Vinted on March 11, 2014 binned in California wine, on the road

Stay out of Malibu, deadbeat!!!”

As a stunning display just how behind I am on everything, my take on the upstart, bootstrapping wineries of Southern California’s Ventura County was recently published over at PalatePress.com.

Yeah, that’s the one I talked about back in January when we featured the recent releases of Ventura’s Four Brix Winery (and that was written about six months after my visit). Whatever, look, I’m kind of busy lately, alright?

Thus endeth the triumvirate of articles I’d planned resulting from that S. Cal. jaunt, the remaining third being an overview of the wineries in the Ventura County wine trail for Wine.Answers.com. Mini-reviews might peek out here and there, though, to further highlight a few of my faves from the trip. Otherwise, it’s on to all of the other shizz on which I’m similarly several months behind.
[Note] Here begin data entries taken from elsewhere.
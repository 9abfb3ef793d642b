//! Cookie sessions and account endpoints
//!
//! [`session_middleware`] resolves the `gregging.sid` cookie on every API
//! request and stores the user in request extensions as [`SessionUser`].
//! Handlers that require a login take [`AuthUser`], which rejects with 401
//! when no user was resolved.

use axum::{
    async_trait,
    extract::{FromRequestParts, Request, State},
    http::{request::Parts, StatusCode},
    middleware::Next,
    response::{IntoResponse, Response},
    Json,
};
use axum_extra::extract::cookie::{Cookie, CookieJar, SameSite};
use gregging_common::api::{
    hash_password, validate_email, validate_password, validate_username, verify_password,
};
use gregging_common::db::{profiles, sessions, users, NewProfile, NewUser, PublicUser, User};
use serde::Deserialize;
use tracing::{debug, info};

use super::json::ApiJson;
use crate::error::{ApiError, ApiResult};
use crate::AppState;

/// Session cookie name
pub const SESSION_COOKIE: &str = "gregging.sid";

/// User resolved from the session cookie
#[derive(Debug, Clone)]
pub struct SessionUser(pub User);

/// Extractor for handlers that require a logged-in user
#[derive(Debug, Clone)]
pub struct AuthUser(pub User);

#[async_trait]
impl<S> FromRequestParts<S> for AuthUser
where
    S: Send + Sync,
{
    type Rejection = ApiError;

    async fn from_request_parts(parts: &mut Parts, _state: &S) -> Result<Self, Self::Rejection> {
        parts
            .extensions
            .get::<SessionUser>()
            .map(|session| AuthUser(session.0.clone()))
            .ok_or_else(|| ApiError::Unauthorized("Not authenticated".to_string()))
    }
}

/// Resolve the session cookie, if any, to a user
///
/// Unknown or expired tokens leave the request anonymous.
pub async fn session_middleware(
    State(state): State<AppState>,
    mut request: Request,
    next: Next,
) -> Result<Response, ApiError> {
    let jar = CookieJar::from_headers(request.headers());
    if let Some(token) = session_token(&jar) {
        match sessions::get_session_user(&state.db, &token).await? {
            Some(user) => {
                request.extensions_mut().insert(SessionUser(user));
            }
            None => debug!("Ignoring unknown or expired session cookie"),
        }
    }

    Ok(next.run(request).await)
}

/// Value of the session cookie in a request
pub fn session_token(jar: &CookieJar) -> Option<String> {
    jar.get(SESSION_COOKIE)
        .map(|cookie| cookie.value().trim().to_string())
        .filter(|value| !value.is_empty())
}

/// Session cookie carrying `token` for `max_age`
fn session_cookie(token: String, max_age: chrono::Duration, secure: bool) -> Cookie<'static> {
    Cookie::build((SESSION_COOKIE, token))
        .http_only(true)
        .same_site(SameSite::Lax)
        .path("/")
        .max_age(cookie::time::Duration::seconds(max_age.num_seconds()))
        .secure(secure)
        .build()
}

/// Hash on the blocking pool, off the async workers
async fn hash_in_background(password: String) -> ApiResult<String> {
    let hash = tokio::task::spawn_blocking(move || hash_password(&password))
        .await
        .map_err(|e| ApiError::Internal(format!("Password hashing task failed: {}", e)))??;
    Ok(hash)
}

async fn verify_in_background(password: String, stored_hash: String) -> ApiResult<bool> {
    tokio::task::spawn_blocking(move || verify_password(&password, &stored_hash))
        .await
        .map_err(|e| ApiError::Internal(format!("Password check task failed: {}", e)))
}

#[derive(Debug, Deserialize)]
pub struct RegisterRequest {
    pub username: String,
    pub password: String,
    pub email: String,
}

#[derive(Debug, Deserialize)]
pub struct LoginRequest {
    pub username: String,
    pub password: String,
}

/// POST /api/register
///
/// The user, profile and session rows are written in one transaction.
pub async fn register(
    State(state): State<AppState>,
    jar: CookieJar,
    ApiJson(req): ApiJson<RegisterRequest>,
) -> ApiResult<Response> {
    let username = req.username.trim().to_string();
    let email = req.email.trim().to_string();

    validate_username(&username)?;
    validate_email(&email)?;
    validate_password(&req.password)?;

    let password_hash = hash_in_background(req.password).await?;
    let ttl = state.session_ttl();

    let mut tx = state.db.begin().await.map_err(gregging_common::Error::from)?;

    let user = users::create_user(
        &mut *tx,
        &NewUser {
            username,
            email,
            password_hash,
        },
    )
    .await?;

    profiles::create_profile(
        &mut *tx,
        &NewProfile {
            user_id: user.id,
            ..Default::default()
        },
    )
    .await?;

    let session = sessions::create_session(&mut *tx, user.id, ttl).await?;

    tx.commit().await.map_err(gregging_common::Error::from)?;
    info!(user_id = user.id, username = %user.username, "Registered new user");

    let jar = jar.add(session_cookie(
        session.token,
        ttl,
        state.config.session.secure_cookie,
    ));

    Ok((StatusCode::CREATED, jar, Json(PublicUser::from(&user))).into_response())
}

/// POST /api/login
pub async fn login(
    State(state): State<AppState>,
    jar: CookieJar,
    ApiJson(req): ApiJson<LoginRequest>,
) -> ApiResult<Response> {
    let invalid = || ApiError::Unauthorized("Invalid username or password".to_string());

    let user = users::get_user_by_username(&state.db, req.username.trim())
        .await?
        .ok_or_else(invalid)?;

    if !verify_in_background(req.password, user.password_hash.clone()).await? {
        debug!(username = %user.username, "Rejected login: wrong password");
        return Err(invalid());
    }

    let ttl = state.session_ttl();
    let session = sessions::create_session(&state.db, user.id, ttl).await?;
    info!(user_id = user.id, "User logged in");

    let jar = jar.add(session_cookie(
        session.token,
        ttl,
        state.config.session.secure_cookie,
    ));

    Ok((jar, Json(PublicUser::from(&user))).into_response())
}

/// POST /api/logout
///
/// Always succeeds; the cookie is cleared even without a live session.
pub async fn logout(State(state): State<AppState>, jar: CookieJar) -> ApiResult<Response> {
    if let Some(token) = session_token(&jar) {
        sessions::delete_session(&state.db, &token).await?;
    }

    let jar = jar.add(session_cookie(
        String::new(),
        chrono::Duration::zero(),
        state.config.session.secure_cookie,
    ));

    Ok((StatusCode::NO_CONTENT, jar).into_response())
}

/// GET /api/user
pub async fn current_user(AuthUser(user): AuthUser) -> Json<PublicUser> {
    Json(PublicUser::from(&user))
}
//! Build script for gregging-server
//!
//! Captures build identification logged at startup: short git hash, build
//! timestamp and cargo profile.

use std::process::Command;

fn main() {
    let git_hash = Command::new("git")
        .args(["rev-parse", "--short=8", "HEAD"])
        .output()
        .ok()
        .filter(|output| output.status.success())
        .and_then(|output| String::from_utf8(output.stdout).ok())
        .map(|s| s.trim().to_string())
        .unwrap_or_else(|| "unknown".to_string());

    let build_timestamp =
        chrono::Local::now().to_rfc3339_opts(chrono::SecondsFormat::Secs, false);

    let profile = std::env::var("PROFILE").unwrap_or_else(|_| "unknown".to_string());

    println!("cargo:rustc-env=GIT_HASH={}", git_hash);
    println!("cargo:rustc-env=BUILD_TIMESTAMP={}", build_timestamp);
    println!("cargo:rustc-env=BUILD_PROFILE={}", profile);
}
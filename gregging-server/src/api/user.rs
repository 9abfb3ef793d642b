//! Per-user score history and progress across the lesson catalog

use axum::{extract::State, Json};
use gregging_common::db::{scores, ScoreSummary};
use gregging_common::topics;
use serde::Serialize;

use super::auth::AuthUser;
use crate::error::ApiResult;
use crate::AppState;

#[derive(Debug, Serialize)]
#[serde(rename_all = "camelCase")]
pub struct TopicProgress {
    pub slug: String,
    pub title: String,
    pub latest_score: Option<i64>,
}

#[derive(Debug, Serialize)]
#[serde(rename_all = "camelCase")]
pub struct ProgressResponse {
    /// Mean of every recorded score; 0 with no attempts
    pub average_score: f64,
    pub topics: Vec<TopicProgress>,
}

/// GET /api/user/scores
pub async fn user_scores(
    State(state): State<AppState>,
    AuthUser(user): AuthUser,
) -> ApiResult<Json<Vec<ScoreSummary>>> {
    let history = scores::get_user_scores(&state.db, user.id).await?;
    Ok(Json(history))
}

/// GET /api/user/progress
pub async fn user_progress(
    State(state): State<AppState>,
    AuthUser(user): AuthUser,
) -> ApiResult<Json<ProgressResponse>> {
    let history = scores::get_user_scores(&state.db, user.id).await?;
    Ok(Json(summarize(&history)))
}

/// `history` is newest first, so the first hit per topic is the latest
fn summarize(history: &[ScoreSummary]) -> ProgressResponse {
    let average_score = if history.is_empty() {
        0.0
    } else {
        history.iter().map(|s| s.score as f64).sum::<f64>() / history.len() as f64
    };

    let topics = topics::all()
        .iter()
        .map(|topic| TopicProgress {
            slug: topic.slug.clone(),
            title: topic.title.clone(),
            latest_score: history
                .iter()
                .find(|s| s.topic_slug == topic.slug)
                .map(|s| s.score),
        })
        .collect();

    ProgressResponse {
        average_score,
        topics,
    }
}
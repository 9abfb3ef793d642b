//! LLM chat client
//!
//! Talks to any OpenAI-compatible `/chat/completions` endpoint. One user
//! message in, the first choice's reply out; no conversation state is kept.

use gregging_common::config::ChatConfig;
use serde::{Deserialize, Serialize};
use std::time::Duration;
use thiserror::Error;

const USER_AGENT: &str = concat!("gregging-server/", env!("CARGO_PKG_VERSION"));

/// Chat client errors
#[derive(Debug, Error)]
pub enum ChatError {
    #[error("Chat is not configured (no API key)")]
    NotConfigured,

    #[error("Network error: {0}")]
    NetworkError(String),

    #[error("API error {0}: {1}")]
    ApiError(u16, String),

    #[error("Parse error: {0}")]
    ParseError(String),

    #[error("Completion contained no message")]
    EmptyReply,
}

#[derive(Debug, Clone, Serialize, Deserialize, PartialEq)]
pub struct ChatMessage {
    pub role: String,
    pub content: String,
}

impl ChatMessage {
    fn new(role: &str, content: &str) -> Self {
        Self {
            role: role.to_string(),
            content: content.to_string(),
        }
    }
}

#[derive(Debug, Serialize)]
struct CompletionRequest<'a> {
    model: &'a str,
    messages: Vec<ChatMessage>,
}

#[derive(Debug, Deserialize)]
struct CompletionResponse {
    #[serde(default)]
    choices: Vec<CompletionChoice>,
}

#[derive(Debug, Deserialize)]
struct CompletionChoice {
    message: Option<ChatMessage>,
}

/// OpenAI-compatible chat completions client
pub struct ChatClient {
    http_client: reqwest::Client,
    endpoint: String,
    api_key: String,
    model: String,
    system_prompt: String,
}

impl ChatClient {
    pub fn new(config: &ChatConfig) -> Result<Self, ChatError> {
        let api_key = config
            .api_key
            .as_deref()
            .map(str::trim)
            .filter(|key| !key.is_empty())
            .ok_or(ChatError::NotConfigured)?
            .to_string();

        let http_client = reqwest::Client::builder()
            .user_agent(USER_AGENT)
            .timeout(Duration::from_secs(config.timeout_secs))
            .build()
            .map_err(|e| ChatError::NetworkError(e.to_string()))?;

        Ok(Self {
            http_client,
            endpoint: format!("{}/chat/completions", config.api_base.trim_end_matches('/')),
            api_key,
            model: config.model.clone(),
            system_prompt: config.system_prompt.clone(),
        })
    }

    pub fn model(&self) -> &str {
        &self.model
    }

    fn build_messages(&self, message: &str) -> Vec<ChatMessage> {
        let mut messages = Vec::with_capacity(2);
        if !self.system_prompt.trim().is_empty() {
            messages.push(ChatMessage::new("system", &self.system_prompt));
        }
        messages.push(ChatMessage::new("user", message));
        messages
    }

    /// Send one user message and return the assistant's reply
    pub async fn complete(&self, message: &str) -> Result<String, ChatError> {
        let request = CompletionRequest {
            model: &self.model,
            messages: self.build_messages(message),
        };

        tracing::debug!(model = %self.model, chars = message.len(), "Sending chat completion");

        let response = self
            .http_client
            .post(&self.endpoint)
            .bearer_auth(&self.api_key)
            .json(&request)
            .send()
            .await
            .map_err(|e| ChatError::NetworkError(e.to_string()))?;

        let status = response.status();
        if !status.is_success() {
            let error_text = response.text().await.unwrap_or_default();
            return Err(ChatError::ApiError(status.as_u16(), error_text));
        }

        let completion: CompletionResponse = response
            .json()
            .await
            .map_err(|e| ChatError::ParseError(e.to_string()))?;

        completion
            .choices
            .into_iter()
            .next()
            .and_then(|choice| choice.message)
            .map(|message| message.content)
            .filter(|content| !content.trim().is_empty())
            .ok_or(ChatError::EmptyReply)
    }
}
The PalatePress.com piece continues a theme of sorts on which I’ve focused in my features over there: talking about off-the-beaten-wine-path vino areas about which almost no else is talking, and certainly mainstream media has been touching with a ten foot punch down pole, such as Ventura, Colorado, and Pennsylvania (incidentally, I’ll likely be sticking to that theme for future PP pieces, since whenever I veer from that and talk about ultra-expensive wines, or whether or not critical acclaim matters for wines that are so popular that they’ve created enduring brands, I create a veritable sh*t storm and get into all kinds of trouble… see, and you thought that only happened here on 1WD!).

But it (the article, I mean, which technically is still the subject, despite the ludicrously long sentence above) also explores the idea of whether or not Northern California’s vineyards exhibit terroir, and if so whether or not that individuality and vinous fingerprinting can be interpreted and displayed by bootstrapping upstarts buying the region’s grapes, just as the better producers on the Ventura County trail are attempting right now. I’m not yet convinced that they’ve fully achieved it, but the experiment is still in progress, and of course gives us geeky fodder about which to conjecture (is that a verb?… if not, it should be)…

Cheers!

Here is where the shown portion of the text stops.